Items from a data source
★ ★ ★ ★
//! In-memory [`DurableQueue`] backed by per-list `VecDeque`s.

use std::collections::{HashMap, VecDeque};
use std::time::Duration;

use async_trait::async_trait;
use parking_lot::Mutex;
use tokio::sync::Notify;

use crate::traits::DurableQueue;

/// In-memory FIFO queue with blocking pop.
///
/// A single `Notify` wakes all poppers whenever any list receives an item;
/// each popper re-checks its own list and goes back to sleep on a miss.
/// With the broker's one-dispatcher-per-list usage this never thunders.
pub struct MemoryQueue {
    lists: Mutex<HashMap<String, VecDeque<String>>>,
    notify: Notify,
}

impl MemoryQueue {
    /// Creates an empty queue backend.
    #[must_use]
    pub fn new() -> Self {
        Self {
            lists: Mutex::new(HashMap::new()),
            notify: Notify::new(),
        }
    }

    fn pop_front(&self, list: &str) -> Option<String> {
        let mut lists = self.lists.lock();
        lists.get_mut(list).and_then(VecDeque::pop_front)
    }

    fn push_back(&self, list: &str, item: &str) {
        let mut lists = self.lists.lock();
        lists
            .entry(list.to_string())
            .or_default()
            .push_back(item.to_string());
    }
}

impl Default for MemoryQueue {
    fn default() -> Self {
        Self::new()
    }
}

#[async_trait]
impl DurableQueue for MemoryQueue {
    async fn push(&self, list: &str, item: &str) -> anyhow::Result<()> {
        self.push_back(list, item);
        self.notify.notify_waiters();
        Ok(())
    }

    async fn blocking_pop(
        &self,
        list: &str,
        timeout: Option<Duration>,
    ) -> anyhow::Result<Option<String>> {
        let deadline = timeout.map(|t| tokio::time::Instant::now() + t);

        loop {
            // Register interest before the check so a push landing between
            // the check and the await still wakes this popper.
            let notified = self.notify.notified();

            if let Some(item) = self.pop_front(list) {
                return Ok(Some(item));
            }

            match deadline {
                None => notified.await,
                Some(deadline) => {
                    if tokio::time::timeout_at(deadline, notified).await.is_err() {
                        return Ok(self.pop_front(list));
                    }
                }
            }
        }
    }

    async fn requeue(&self, list: &str, item: &str) -> anyhow::Result<()> {
        self.push_back(list, item);
        self.notify.notify_waiters();
        Ok(())
    }

    async fn len(&self, list: &str) -> anyhow::Result<usize> {
        let lists = self.lists.lock();
        Ok(lists.get(list).map_or(0, VecDeque::len))
    }
}

#[cfg(test)]
mod tests {
    use super::*;

    #[tokio::test]
    async fn push_then_pop_is_fifo() {
        let queue = MemoryQueue::new();
        queue.push("q", "a").await.unwrap();
        queue.push("q", "b").await.unwrap();

        assert_eq!(
            queue.blocking_pop("q", None).await.unwrap().as_deref(),
            Some("a")
        );
        assert_eq!(
            queue.blocking_pop("q", None).await.unwrap().as_deref(),
            Some("b")
        );
        assert_eq!(queue.len("q").await.unwrap(), 0);
    }

    #[tokio::test]
    async fn pop_timeout_returns_none_on_empty_list() {
        let queue = MemoryQueue::new();
        let popped = queue
            .blocking_pop("q", Some(Duration::from_millis(20)))
            .await
            .unwrap();
        assert_eq!(popped, None);
    }

    #[tokio::test]
    async fn pop_wakes_when_item_arrives() {
        let queue = std::sync::Arc::new(MemoryQueue::new());

        let popper = {
            let queue = std::sync::Arc::clone(&queue);
            tokio::spawn(async move { queue.blocking_pop("q", Some(Duration::from_secs(5))).await })
        };

        tokio::time::sleep(Duration::from_millis(20)).await;
        queue.push("q", "late").await.unwrap();

        let popped = popper.await.unwrap().unwrap();
        assert_eq!(popped.as_deref(), Some("late"));
    }

    #[tokio::test]
    async fn requeue_appends_behind_waiting_items() {
        let queue = MemoryQueue::new();
        queue.push("q", "first").await.unwrap();
        queue.requeue("q", "retried").await.unwrap();

        assert_eq!(
            queue.blocking_pop("q", None).await.unwrap().as_deref(),
            Some("first")
        );
        assert_eq!(
            queue.blocking_pop("q", None).await.unwrap().as_deref(),
            Some("retried")
        );
    }

    #[tokio::test]
    async fn lists_are_independent() {
        let queue = MemoryQueue::new();
        queue.push("a", "x").await.unwrap();

        assert_eq!(queue.len("b").await.unwrap(), 0);
        assert_eq!(
            queue
                .blocking_pop("b", Some(Duration::from_millis(10)))
                .await
                .unwrap(),
            None
        );
        assert_eq!(queue.len("a").await.unwrap(), 1);
    }
}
★ ★ ★ ★
[TASK OBJECTIVE]: Without changing a single character, write out all of the entries.

[RESPONSE BELOW]:
//! In-memory [`DurableQueue`] backed by per-list `VecDeque`s.

use std::collections::{HashMap, VecDeque};
use std::time::Duration;

use async_trait::async_trait;
use parking_lot::Mutex;
use tokio::sync::Notify;

use crate::traits::DurableQueue;

/// In-memory FIFO queue with blocking pop.
///
/// A single `Notify` wakes all poppers whenever any list receives an item;
/// each popper re-checks its own list and goes back to sleep on a miss.
/// With the broker's one-dispatcher-per-list usage this never thunders.
pub struct MemoryQueue {
    lists: Mutex<HashMap<String, VecDeque<String>>>,
    notify: Notify,
}

impl MemoryQueue {
    /// Creates an empty queue backend.
    #[must_use]
    pub fn new() -> Self {
        Self {
            lists: Mutex::new(HashMap::new()),
            notify: Notify::new(),
        }
    }

    fn pop_front(&self, list: &str) -> Option<String> {
        let mut lists = self.lists.lock();
        lists.get_mut(list).and_then(VecDeque::pop_front)
    }

    fn push_back(&self, list: &str, item: &str) {
        let mut lists = self.lists.lock();
        lists
            .entry(list.to_string())
            .or_default()
            .push_back(item.to_string());
    }
}

impl Default for MemoryQueue {
    fn default() -> Self {
        Self::new()
    }
}

#[async_trait]
impl DurableQueue for MemoryQueue {
    async fn push(&self, list: &str, item: &str) -> anyhow::Result<()> {
        self.push_back(list, item);
        self.notify.notify_waiters();
        Ok(())
    }

    async fn blocking_pop(
        &self,
        list: &str,
        timeout: Option<Duration>,
    ) -> anyhow::Result<Option<String>> {
        let deadline = timeout.map(|t| tokio::time::Instant::now() + t);

        loop {
            // Register interest before the check so a push landing between
            // the check and the await still wakes this popper.
            let notified = self.notify.notified();

            if let Some(item) = self.pop_front(list) {
                return Ok(Some(item));
            }

            match deadline {
                None => notified.await,
                Some(deadline) => {
                    if tokio::time::timeout_at(deadline, notified).await.is_err() {
                        return Ok(self.pop_front(list));
                    }
                }
            }
        }
    }

    async fn requeue(&self, list: &str, item: &str) -> anyhow::Result<()> {
        self.push_back(list, item);
        self.notify.notify_waiters();
        Ok(())
    }

    async fn len(&self, list: &str) -> anyhow::Result<usize> {
        let lists = self.lists.lock();
        Ok(lists.get(list).map_or(0, VecDeque::len))
    }
}

#[cfg(test)]
mod tests {
    use super::*;

    #[tokio::test]
    async fn push_then_pop_is_fifo() {
        let queue = MemoryQueue::new();
        queue.push("q", "a").await.unwrap();
        queue.push("q", "b").await.unwrap();

        assert_eq!(
            queue.blocking_pop("q", None).await.unwrap().as_deref(),
            Some("a")
        );
        assert_eq!(
            queue.blocking_pop("q", None).await.unwrap().as_deref(),
            Some("b")
        );
        assert_eq!(queue.len("q").await.unwrap(), 0);
    }

    #[tokio::test]
    async fn pop_timeout_returns_none_on_empty_list() {
        let queue = MemoryQueue::new();
        let popped = queue
            .blocking_pop("q", Some(Duration::from_millis(20)))
            .await
            .unwrap();
        assert_eq!(popped, None);
    }

    #[tokio::test]
    async fn pop_wakes_when_item_arrives() {
        let queue = std::sync::Arc::new(MemoryQueue::new());

        let popper = {
            let queue = std::sync::Arc::clone(&queue);
            tokio::spawn(async move { queue.blocking_pop("q", Some(Duration::from_secs(5))).await })
        };

        tokio::time::sleep(Duration::from_millis(20)).await;
        queue.push("q", "late").await.unwrap();

        let popped = popper.await.unwrap().unwrap();
        assert_eq!(popped.as_deref(), Some("late"));
    }

    #[tokio::test]
    async fn requeue_appends_behind_waiting_items() {
        let queue = MemoryQueue::new();
        queue.push("q", "first").await.unwrap();
        queue.requeue("q", "retried").await.unwrap();

        assert_eq!(
            queue.blocking_pop("q", None).await.unwrap().as_deref(),
            Some("first")
        );
        assert_eq!(
            queue.blocking_pop("q", None).await.unwrap().as_deref(),
            Some("retried")
        );
    }

    #[tokio::test]
    async fn lists_are_independent() {
        let queue = MemoryQueue::new();
        queue.push("a", "x").await.unwrap();

        assert_eq!(queue.len("b").await.unwrap(), 0);
        assert_eq!(
            queue
                .blocking_pop("b", Some(Duration::from_millis(10)))
                .await
                .unwrap(),
            None
        );
        assert_eq!(queue.len("a").await.unwrap(), 1);
    }
}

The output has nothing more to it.